Quando è semplicemente solcato da una ferita, per quanto grave o profonda, questa col tempo si cicatrizzerà e noi saremo in grado di andare avanti. Ma quando l’animo è incrinato, intaccato da qualcosa che l’ha modificato completamente, totalmente ed irrimediabilmente allora sarà più difficile ricucire il tutto e ripartire. Se l’animo è un oggetto fragile e rigido sarà impossibile rimarginare la crepa. Tuttavia quando un oggetto si rompe possiamo sostituirlo. Quando invece è il nostro animo ad essere in pezzi non possiamo semplicemente raccogliere i frammenti e buttarli. E allora dovremo convivere con quell’incrinatura che segna la nostra vita, impedendoci di dimenticare.
*
« Mi spiace Ai-chan! Non volevo, davvero! Ma mi è scivolato dalle mani e…»
« Non importa Ayumi, era solo uno specchio. » la tranquillizzo raccogliendo i pezzi sparsi in terra. Dalla porta, intanto, sbuca una testa: « Cos’era quel rumore? » chiede Kudo, avvicinandosi.
« Conan-kun! Ho rotto per sbaglio lo specchio di Ai…mi è scivolato! »

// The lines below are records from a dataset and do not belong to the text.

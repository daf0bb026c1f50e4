use std::path::Path;
use serde::{Deserialize, Serialize};
use crate::game::DEFAULT_MAX_PLIES;
use crate::board::PieceKind;
use crate::search::eval::PieceValues;

#[derive(Debug, thiserror::Error)]
pub enum ConfigError {
    #[error("reading config: {0}")]
    Io(#[from] std::io::Error),
    #[error("parsing config: {0}")]
    Json(#[from] serde_json::Error),
    #[error("piece value for {kind} is {value}, expected 0..={max}")]
    InvalidValue { kind: PieceKind, value: i32, max: i32 },
}

/// Tunables shared by the shell, the self-play driver and tests. Missing
/// JSON fields fall back to the defaults.
#[derive(Debug, Clone, PartialEq, Eq, Serialize, Deserialize)]
#[serde(default)]
pub struct EngineConfig {
    pub piece_values: PieceValues,
    pub max_plies: u32,
    pub opponent_topk: usize,
    pub seed: u64,
}

impl Default for EngineConfig {
    fn default() -> Self {
        Self { piece_values: PieceValues::default(), max_plies: DEFAULT_MAX_PLIES, opponent_topk: 3, seed: 42 }
    }
}

fn env_parse<T: std::str::FromStr>(name: &str) -> Option<T> { std::env::var(name).ok().and_then(|s| s.parse().ok()) }

impl EngineConfig {
    pub fn from_json_str(s: &str) -> Result<Self, ConfigError> {
        let cfg: Self = serde_json::from_str(s)?;
        cfg.validate()?;
        Ok(cfg)
    }

    pub fn validate(&self) -> Result<(), ConfigError> {
        match self.piece_values.out_of_range() {
            Some((kind, value)) => Err(ConfigError::InvalidValue { kind, value, max: PieceValues::MAX }),
            None => Ok(()),
        }
    }

    pub fn from_json_file<P: AsRef<Path>>(path: P) -> Result<Self, ConfigError> {
        Self::from_json_str(&std::fs::read_to_string(path)?)
    }

    /// `CHESSCOACH_SEED`, `CHESSCOACH_TOPK` and `CHESSCOACH_MAX_PLIES`
    /// override the loaded values when set and parseable.
    pub fn with_env_overrides(mut self) -> Self {
        if let Some(v) = env_parse("CHESSCOACH_SEED") { self.seed = v; }
        if let Some(v) = env_parse("CHESSCOACH_TOPK") { self.opponent_topk = v; }
        if let Some(v) = env_parse("CHESSCOACH_MAX_PLIES") { self.max_plies = v; }
        self
    }

    /// Defaults, then the optional file, then the environment.
    pub fn load(path: Option<&Path>) -> Result<Self, ConfigError> {
        let base = match path {
            Some(p) => Self::from_json_file(p)?,
            None => Self::default(),
        };
        Ok(base.with_env_overrides())
    }
}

Continuo a raccogliere imperterrita le piccole parti riflettenti, mentre anche gli altri due bambini si avvicinano.
« Oh no! » esclama Genta.
« Accidenti! Sapete che una delle superstizioni occidentali vuole che la rottura di uno specchio porti a sette anni di guai? » fa Mitzuiko.
« Come? Oh accidenti! Io…non volevo! »
Oh, beh, che saranno mai altri sette anni di sfortune?
« Appunto, è solo una superstizione! Una sciocchezza! Si è solo rotto uno specchio! » li riprende Kudo.
« Già, ma rompere uno specchio è come rompere una parte della nostra anima! »
« Che cosa? »
« Ahi! » esclamo. Mentre recuperavo uno degli ultimi pezzi mi sono tagliata.
« Cos’è successo Haibara-san? Ti sei fatta male? »
« Mi sono soltanto graffiata, tutto qui. » dico, mentre il sangue comincia a scorrere dal dito.
« Bisogna disinfettarlo subito! » esclama allarmata Ayumi.
« Ci penso io, voi andate pure di là a giocare. » fa Kudo. I bambini obbediscono senza obbiettare, ma prima Ayumi mi indirizza un altro sguardo addolorato. Quando tutti e tre sono spariti mi rivolgo a lui:
« È solo un taglietto, posso benissimo fare da sola…non ho bisogno di un'infermiera! » dico col solito tono sarcastico. Lui mi guarda e sbuffa: « Avanti, posa i pezzi sul tavolo. » mi dice avvicinandosi al mobiletto con la cassetta del pronto soccorso. La prende e la poggia al mio fianco, dopodiché la apre. A questo punto non posso che fare come mi ha detto, così mi libero dei piccoli cocci riflettenti.
Subito prende ovatta e disinfettante e lo passa sul piccolo taglio, accertandosi che non ci siano residui di vetro, dopodiché mi mette un cerotto.
« Ecco. »
« Oh, a quanto pare hai un ottimo futuro da medico! » lo prendo in giro.
« Spiritosa…» fa lui, posando il tutto. Poi si abbassa a raccogliere gli ultimi pezzi che non avevo fatto in tempo a riprendere.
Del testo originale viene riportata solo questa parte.